Stored data:

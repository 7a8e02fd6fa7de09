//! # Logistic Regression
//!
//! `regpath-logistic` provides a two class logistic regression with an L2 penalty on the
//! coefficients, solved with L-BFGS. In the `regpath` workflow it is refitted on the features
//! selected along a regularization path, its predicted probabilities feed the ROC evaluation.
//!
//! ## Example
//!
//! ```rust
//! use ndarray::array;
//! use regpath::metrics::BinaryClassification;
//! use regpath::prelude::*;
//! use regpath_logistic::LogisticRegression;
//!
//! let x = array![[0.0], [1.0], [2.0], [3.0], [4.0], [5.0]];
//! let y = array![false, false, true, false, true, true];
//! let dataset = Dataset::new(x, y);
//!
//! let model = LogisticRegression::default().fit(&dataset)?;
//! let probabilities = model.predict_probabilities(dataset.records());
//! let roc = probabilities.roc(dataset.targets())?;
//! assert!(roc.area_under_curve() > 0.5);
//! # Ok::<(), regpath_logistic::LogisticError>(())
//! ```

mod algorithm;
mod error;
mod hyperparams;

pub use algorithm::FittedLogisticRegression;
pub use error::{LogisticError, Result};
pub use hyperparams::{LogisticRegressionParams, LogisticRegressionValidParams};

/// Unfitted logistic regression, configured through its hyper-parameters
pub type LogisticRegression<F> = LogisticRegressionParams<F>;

* * *

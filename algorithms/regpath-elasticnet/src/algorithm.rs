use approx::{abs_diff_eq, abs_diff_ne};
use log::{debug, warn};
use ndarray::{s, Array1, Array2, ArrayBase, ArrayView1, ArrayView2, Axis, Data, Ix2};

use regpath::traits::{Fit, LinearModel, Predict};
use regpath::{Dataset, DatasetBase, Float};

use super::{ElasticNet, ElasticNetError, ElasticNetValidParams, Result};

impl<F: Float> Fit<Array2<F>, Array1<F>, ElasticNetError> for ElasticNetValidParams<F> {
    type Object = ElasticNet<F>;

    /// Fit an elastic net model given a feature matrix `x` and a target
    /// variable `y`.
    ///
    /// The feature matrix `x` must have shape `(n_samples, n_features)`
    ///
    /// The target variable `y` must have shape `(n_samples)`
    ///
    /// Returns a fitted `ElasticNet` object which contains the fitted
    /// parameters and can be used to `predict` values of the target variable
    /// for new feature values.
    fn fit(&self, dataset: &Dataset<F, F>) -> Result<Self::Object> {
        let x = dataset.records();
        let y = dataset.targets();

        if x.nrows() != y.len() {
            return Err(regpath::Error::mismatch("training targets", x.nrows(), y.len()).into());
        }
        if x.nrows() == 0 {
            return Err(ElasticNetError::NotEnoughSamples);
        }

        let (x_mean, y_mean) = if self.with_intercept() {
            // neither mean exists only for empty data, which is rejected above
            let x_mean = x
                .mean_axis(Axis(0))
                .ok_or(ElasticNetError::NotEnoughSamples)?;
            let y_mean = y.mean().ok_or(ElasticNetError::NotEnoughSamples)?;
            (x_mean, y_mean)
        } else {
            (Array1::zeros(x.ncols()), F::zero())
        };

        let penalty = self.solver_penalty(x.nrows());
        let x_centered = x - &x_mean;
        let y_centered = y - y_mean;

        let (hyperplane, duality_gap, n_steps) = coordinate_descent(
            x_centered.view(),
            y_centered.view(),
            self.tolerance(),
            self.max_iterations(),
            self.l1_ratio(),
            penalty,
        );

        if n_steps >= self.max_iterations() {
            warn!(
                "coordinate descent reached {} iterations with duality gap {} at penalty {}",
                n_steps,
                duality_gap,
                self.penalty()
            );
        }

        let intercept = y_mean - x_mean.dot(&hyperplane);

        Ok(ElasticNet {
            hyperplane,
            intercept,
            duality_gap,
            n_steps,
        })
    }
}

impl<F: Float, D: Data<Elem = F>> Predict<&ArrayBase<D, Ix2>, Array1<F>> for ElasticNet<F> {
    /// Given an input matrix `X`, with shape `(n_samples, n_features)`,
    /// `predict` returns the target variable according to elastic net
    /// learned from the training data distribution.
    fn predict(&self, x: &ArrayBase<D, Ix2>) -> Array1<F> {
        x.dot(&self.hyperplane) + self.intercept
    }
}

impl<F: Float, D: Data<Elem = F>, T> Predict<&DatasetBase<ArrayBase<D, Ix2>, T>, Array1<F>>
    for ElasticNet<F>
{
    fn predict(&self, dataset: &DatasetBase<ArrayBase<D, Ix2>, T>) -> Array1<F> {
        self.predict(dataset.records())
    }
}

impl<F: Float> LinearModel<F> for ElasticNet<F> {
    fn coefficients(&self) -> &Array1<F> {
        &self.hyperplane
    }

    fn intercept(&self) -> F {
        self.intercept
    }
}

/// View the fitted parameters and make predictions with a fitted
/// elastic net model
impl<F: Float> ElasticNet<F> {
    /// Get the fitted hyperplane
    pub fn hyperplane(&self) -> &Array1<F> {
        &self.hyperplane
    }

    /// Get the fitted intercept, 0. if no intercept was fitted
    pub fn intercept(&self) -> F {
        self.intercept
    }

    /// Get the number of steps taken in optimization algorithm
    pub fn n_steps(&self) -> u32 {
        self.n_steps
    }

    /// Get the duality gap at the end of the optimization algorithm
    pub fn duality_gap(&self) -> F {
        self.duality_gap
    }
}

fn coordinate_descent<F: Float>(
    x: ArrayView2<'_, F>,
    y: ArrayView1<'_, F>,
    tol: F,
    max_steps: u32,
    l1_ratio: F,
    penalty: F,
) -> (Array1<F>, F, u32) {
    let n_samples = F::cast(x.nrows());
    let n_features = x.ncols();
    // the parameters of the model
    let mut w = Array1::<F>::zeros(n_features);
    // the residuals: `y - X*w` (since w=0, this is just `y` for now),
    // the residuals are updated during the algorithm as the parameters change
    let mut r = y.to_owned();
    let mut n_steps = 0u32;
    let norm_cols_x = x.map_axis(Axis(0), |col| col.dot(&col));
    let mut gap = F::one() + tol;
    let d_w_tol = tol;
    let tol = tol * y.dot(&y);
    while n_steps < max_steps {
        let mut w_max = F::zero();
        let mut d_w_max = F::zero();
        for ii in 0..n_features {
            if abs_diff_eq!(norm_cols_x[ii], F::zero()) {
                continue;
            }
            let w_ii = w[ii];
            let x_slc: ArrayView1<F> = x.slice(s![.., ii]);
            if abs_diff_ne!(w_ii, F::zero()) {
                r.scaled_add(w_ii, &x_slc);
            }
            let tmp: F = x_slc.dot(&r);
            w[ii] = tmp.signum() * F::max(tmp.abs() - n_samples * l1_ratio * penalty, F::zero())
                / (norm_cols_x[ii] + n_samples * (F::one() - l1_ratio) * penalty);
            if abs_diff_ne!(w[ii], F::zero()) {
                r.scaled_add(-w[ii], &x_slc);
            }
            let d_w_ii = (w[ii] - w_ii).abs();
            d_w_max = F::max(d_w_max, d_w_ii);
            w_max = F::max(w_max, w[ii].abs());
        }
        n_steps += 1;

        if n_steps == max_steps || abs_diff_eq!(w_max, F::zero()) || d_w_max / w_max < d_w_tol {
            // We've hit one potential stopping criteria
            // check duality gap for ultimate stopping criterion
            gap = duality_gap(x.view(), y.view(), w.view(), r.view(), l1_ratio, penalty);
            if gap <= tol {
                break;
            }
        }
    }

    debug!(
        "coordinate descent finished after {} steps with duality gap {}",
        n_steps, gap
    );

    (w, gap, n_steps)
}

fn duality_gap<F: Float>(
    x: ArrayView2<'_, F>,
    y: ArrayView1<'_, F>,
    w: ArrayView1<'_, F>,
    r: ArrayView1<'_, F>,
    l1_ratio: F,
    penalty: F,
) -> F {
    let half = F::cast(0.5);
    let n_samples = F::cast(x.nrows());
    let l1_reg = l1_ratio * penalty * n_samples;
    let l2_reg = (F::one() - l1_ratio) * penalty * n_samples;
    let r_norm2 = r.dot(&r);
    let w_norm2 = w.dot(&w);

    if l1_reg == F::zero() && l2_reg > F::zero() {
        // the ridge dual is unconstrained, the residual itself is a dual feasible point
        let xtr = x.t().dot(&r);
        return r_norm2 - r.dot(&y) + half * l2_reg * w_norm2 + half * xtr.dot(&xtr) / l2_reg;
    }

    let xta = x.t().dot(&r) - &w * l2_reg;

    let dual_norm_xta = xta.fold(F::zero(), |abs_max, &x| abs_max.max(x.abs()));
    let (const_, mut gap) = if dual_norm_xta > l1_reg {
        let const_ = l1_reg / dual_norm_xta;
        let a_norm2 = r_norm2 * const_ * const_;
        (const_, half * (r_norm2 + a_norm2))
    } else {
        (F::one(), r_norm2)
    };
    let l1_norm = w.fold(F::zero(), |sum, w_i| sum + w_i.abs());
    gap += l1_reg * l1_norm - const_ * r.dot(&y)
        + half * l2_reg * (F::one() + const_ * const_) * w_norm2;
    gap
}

--- About this task ---
Tell how many lines in the entries contain the string "ArrayBase", and give nothing beyond the number.

--- The answer ---
5